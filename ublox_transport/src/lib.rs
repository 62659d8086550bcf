//! # ublox_transport
//!
//! Message transport core for u-blox GNSS receivers. Bytes arriving from a
//! [`Transport`] (serial port, I2C, a replayed capture, ...) are buffered in a
//! multi-cursor [`RingBuffer`], split into UBX, NMEA and RTCM 3 messages and
//! handed either to a blocking receive or to subscribers of an asynchronous
//! receive task.
//!
//! Sending Messages
//! ================
//!
//! Sends bypass the buffer and go straight to the transport:
//! ```
//! use ublox_transport::{Device, DeviceConfig, MemoryTransport};
//!
//! let (transport, link) = MemoryTransport::new();
//! let device = Device::new(transport, DeviceConfig::default()).unwrap();
//! device.send_ubx(0x06, 0x8b, &[]).unwrap();
//! assert_eq!(link.take_written(), [0xb5, 0x62, 0x06, 0x8b, 0x00, 0x00, 0x91, 0xb9]);
//! ```
//!
//! Receiving Messages
//! ==================
//!
//! A blocking receive waits for the next message matching a [`MessageId`],
//! which may contain wildcards:
//! ```
//! use std::time::Duration;
//! use ublox_transport::{codec, Device, DeviceConfig, MemoryTransport, MessageId};
//!
//! let (transport, link) = MemoryTransport::new();
//! let device = Device::new(transport, DeviceConfig::default()).unwrap();
//! link.inject(b"$GPTXT,01,01,02,hello*00\r\n");
//! link.inject(&codec::encode(0x01, 0x07, &[0; 92]).unwrap());
//!
//! let msg = device.receive(&MessageId::ubx(0x01, 0x07), Duration::from_secs(1)).unwrap();
//! assert_eq!(msg.body_len, 92);
//! ```
//!
//! Subscribers registered with [`Device::receive_start`] are called from a
//! background thread for every matching message, most recent subscriber
//! first, until [`Device::receive_stop`] removes them.
//!
//! Decoding
//! ========
//!
//! [`DecoderRegistry`] turns a complete frame into a typed message for the
//! common navigation messages, and passes anything else to an optional
//! fallback decoder.

pub mod checksum;
pub mod classify;
pub mod codec;
pub mod config;
pub mod constants;
pub mod decode;
pub mod device;
pub mod dispatch;
pub mod endian;
pub mod error;
pub mod message_id;
pub mod registry;
pub mod ring;
#[cfg(feature = "serialport")]
pub mod serialport;
pub mod transport;

pub use crate::{
    checksum::{nmea_checksum, ubx_checksum, UbxChecksum},
    classify::{classify, Classification, CursorView, Peek},
    config::DeviceConfig,
    decode::{DecodedMessage, DecoderRegistry},
    device::{Device, ReceivedMessage},
    dispatch::{MessageReader, SubscriberHandle},
    error::{DateTimeError, Error, Result},
    message_id::{MessageId, Protocols, UbxMessageId},
    registry::{DeviceHandle, Registry},
    ring::{ReadHandle, RingBuffer},
    transport::{MemoryTransport, MemoryTransportHandle, Transport},
};
pub const UBX_SYNC_CHAR_1: u8 = 0xb5;
pub const UBX_SYNC_CHAR_2: u8 = 0x62;
pub(crate) const UBX_SYNC_SIZE: usize = 2;
pub(crate) const UBX_PAYLOAD_SIZE_LEN: usize = 2;
pub(crate) const UBX_CLASS_LEN: usize = 1;
pub(crate) const UBX_ID_LEN: usize = 1;
pub const UBX_HEADER_LEN: usize =
    UBX_SYNC_SIZE + UBX_PAYLOAD_SIZE_LEN + UBX_CLASS_LEN + UBX_ID_LEN;
pub const UBX_CHECKSUM_LEN: usize = 2;
/// Bytes a UBX frame adds around its body.
pub const UBX_FRAME_OVERHEAD: usize = UBX_HEADER_LEN + UBX_CHECKSUM_LEN;
pub const UBX_MAX_BODY_LEN: usize = u16::MAX as usize;

pub(crate) const UBX_CLASS_OFFSET: usize = 2; // After SYNC_CHAR_1, SYNC_CHAR_2
pub(crate) const UBX_MSG_ID_OFFSET: usize = 3; // After CLASS
pub(crate) const UBX_LENGTH_OFFSET: usize = 4; // After MSG_ID

pub const UBX_CLASS_ACK: u8 = 0x05;
pub const UBX_ID_ACK_NAK: u8 = 0x00;
pub const UBX_ID_ACK_ACK: u8 = 0x01;

pub const NMEA_SYNC_CHAR: u8 = 0x24; // '$'
pub const NMEA_CHECKSUM_CHAR: u8 = 0x2a; // '*'
pub const NMEA_FIELD_SEPARATOR: u8 = 0x2c; // ','
pub const NMEA_END_CHAR_1: u8 = 0x0d; // '\r' (<CR>)
pub const NMEA_END_CHAR_2: u8 = 0x0a; // '\n' (<LF>)
/// Upper bound on the talker + sentence identifier, e.g. `GPGGA` or `PUBX`.
pub const NMEA_MAX_ID_LEN: usize = 8;
pub const NMEA_MAX_SENTENCE_LENGTH: usize = 82; // Maximum NMEA sentence length
pub(crate) const NMEA_MIN_SENTENCE_LENGTH: usize = 8; // sync (1) + id (1) + ',' (1) + '*hh' (3) + end chars (2)
/// `$` and `*hh\r\n` around the sentence body.
pub(crate) const NMEA_FRAME_OVERHEAD: usize = 6;

pub const RTCM_SYNC_CHAR: u8 = 0xd3;
pub(crate) const RTCM_HEADER_SIZE: usize = 3; // sync char (1) + length field (2)
pub(crate) const RTCM_CRC_SIZE: usize = 3;
pub(crate) const RTCM_LENGTH_MASK: u16 = 0x03ff; // 10 bits for length (6 bits reserved)
pub(crate) const RTCM_RESERVED_MASK: u8 = 0xfc;
pub const RTCM_MAX_BODY_LEN: usize = RTCM_LENGTH_MASK as usize;
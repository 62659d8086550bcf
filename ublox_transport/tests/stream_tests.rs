//! Byte streams mixing the three protocols with noise, pushed through the
//! ring buffer and classifier in arbitrary chunks.

use proptest::prelude::*;
use rand::RngExt;
use ublox_transport::{
    classify::next_message,
    codec,
    constants::{NMEA_SYNC_CHAR, RTCM_SYNC_CHAR, UBX_SYNC_CHAR_1},
    nmea_checksum, MessageId, Protocols, RingBuffer,
};

fn nmea(body: &str) -> Vec<u8> {
    format!("${body}*{:02X}\r\n", nmea_checksum(body.as_bytes())).into_bytes()
}

fn rtcm_1005() -> Vec<u8> {
    let mut frame = vec![0xd3, 0x00, 0x13, 0x3e, 0xd0];
    frame.resize(25, 0);
    frame
}

/// Random bytes that cannot start a frame of any protocol.
fn noise(len: usize) -> Vec<u8> {
    let mut rng = rand::rng();
    let mut out = Vec::with_capacity(len);
    while out.len() < len {
        let b: u8 = rng.random_range(0..=u8::MAX);
        if ![UBX_SYNC_CHAR_1, NMEA_SYNC_CHAR, RTCM_SYNC_CHAR].contains(&b) {
            out.push(b);
        }
    }
    out
}

/// Feeds `stream` in `chunk` sized writes, pulling every complete message
/// after each write.
fn collect_ids(stream: &[u8], chunk: usize, wanted: Protocols) -> Vec<MessageId> {
    let ring = RingBuffer::new(1024, 1).unwrap();
    let handle = ring.take_read_handle().unwrap();
    let mut ids = Vec::new();
    for piece in stream.chunks(chunk) {
        ring.write(piece);
        while let Some((id, frame_len, _)) = next_message(&ring, &handle, wanted) {
            ring.discard_handle(&handle, frame_len);
            ids.push(id);
        }
    }
    assert_eq!(ring.stat_read_loss_handle(&handle), 0);
    ids
}

fn mixed_stream() -> (Vec<u8>, Vec<MessageId>) {
    let mut stream = Vec::new();
    stream.extend(noise(37));
    stream.extend(codec::encode(0x01, 0x07, &[0x11; 92]).unwrap());
    stream.extend(noise(5));
    stream.extend(nmea("GNGGA,092725.00,4717.11399,N,00833.91590,E,1,08"));
    stream.extend(rtcm_1005());
    stream.extend(noise(64));
    stream.extend(codec::encode(0x05, 0x01, &[0x06, 0x01]).unwrap());
    stream.extend(nmea("GPGSV,3,1,11"));
    let ids = vec![
        MessageId::ubx(0x01, 0x07),
        MessageId::nmea("GNGGA"),
        MessageId::rtcm(1005),
        MessageId::ubx(0x05, 0x01),
        MessageId::nmea("GPGSV"),
    ];
    (stream, ids)
}

#[test]
fn test_mixed_stream_in_random_chunks() {
    let (stream, expect) = mixed_stream();
    let mut rng = rand::rng();
    for _ in 0..20 {
        let chunk = rng.random_range(1..64);
        assert_eq!(collect_ids(&stream, chunk, Protocols::all()), expect);
    }
}

#[test]
fn test_protocol_filter() {
    let (stream, _) = mixed_stream();
    assert_eq!(
        collect_ids(&stream, 16, Protocols::NMEA),
        [MessageId::nmea("GNGGA"), MessageId::nmea("GPGSV")]
    );
    assert_eq!(
        collect_ids(&stream, 16, Protocols::UBX | Protocols::RTCM),
        [
            MessageId::ubx(0x01, 0x07),
            MessageId::rtcm(1005),
            MessageId::ubx(0x05, 0x01)
        ]
    );
}

#[test]
fn test_corrupted_frames_are_skipped() {
    let mut bad_ubx = codec::encode(0x01, 0x02, &[0; 28]).unwrap();
    let last = bad_ubx.len() - 1;
    bad_ubx[last] ^= 0xff;
    let mut bad_nmea = nmea("GPGLL,5057.970,N");
    bad_nmea[3] = b'X';

    let mut stream = bad_ubx;
    stream.extend(bad_nmea);
    stream.extend(codec::encode(0x01, 0x21, &[0; 20]).unwrap());
    assert_eq!(
        collect_ids(&stream, 7, Protocols::all()),
        [MessageId::ubx(0x01, 0x21)]
    );
}

proptest! {
    #[test]
    fn test_trailing_frame_always_found(
        junk in prop::collection::vec(any::<u8>(), 0..300),
        chunk in 1usize..128,
    ) {
        // Padding long enough to complete any candidate the junk may start,
        // so none of them can hold the frame back.
        let frame = codec::encode(0x05, 0x01, &[0x06, 0x01]).unwrap();
        let mut stream = junk.clone();
        stream.extend(&frame);
        stream.extend(std::iter::repeat_n(0u8, 2048 + 300));

        let ring = RingBuffer::new(2048, 1).unwrap();
        let handle = ring.take_read_handle().unwrap();
        let mut found = false;
        for piece in stream.chunks(chunk) {
            ring.write(piece);
            while let Some((id, frame_len, _)) = next_message(&ring, &handle, Protocols::UBX) {
                ring.discard_handle(&handle, frame_len);
                found |= id == MessageId::ubx(0x05, 0x01);
            }
        }
        prop_assert!(found);
    }
}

→ **Task instructions**
Reproduce every line of the listing above in which the string "error" appears.

→ **Solved problem**
pub mod error;
    error::{DateTimeError, Error, Result},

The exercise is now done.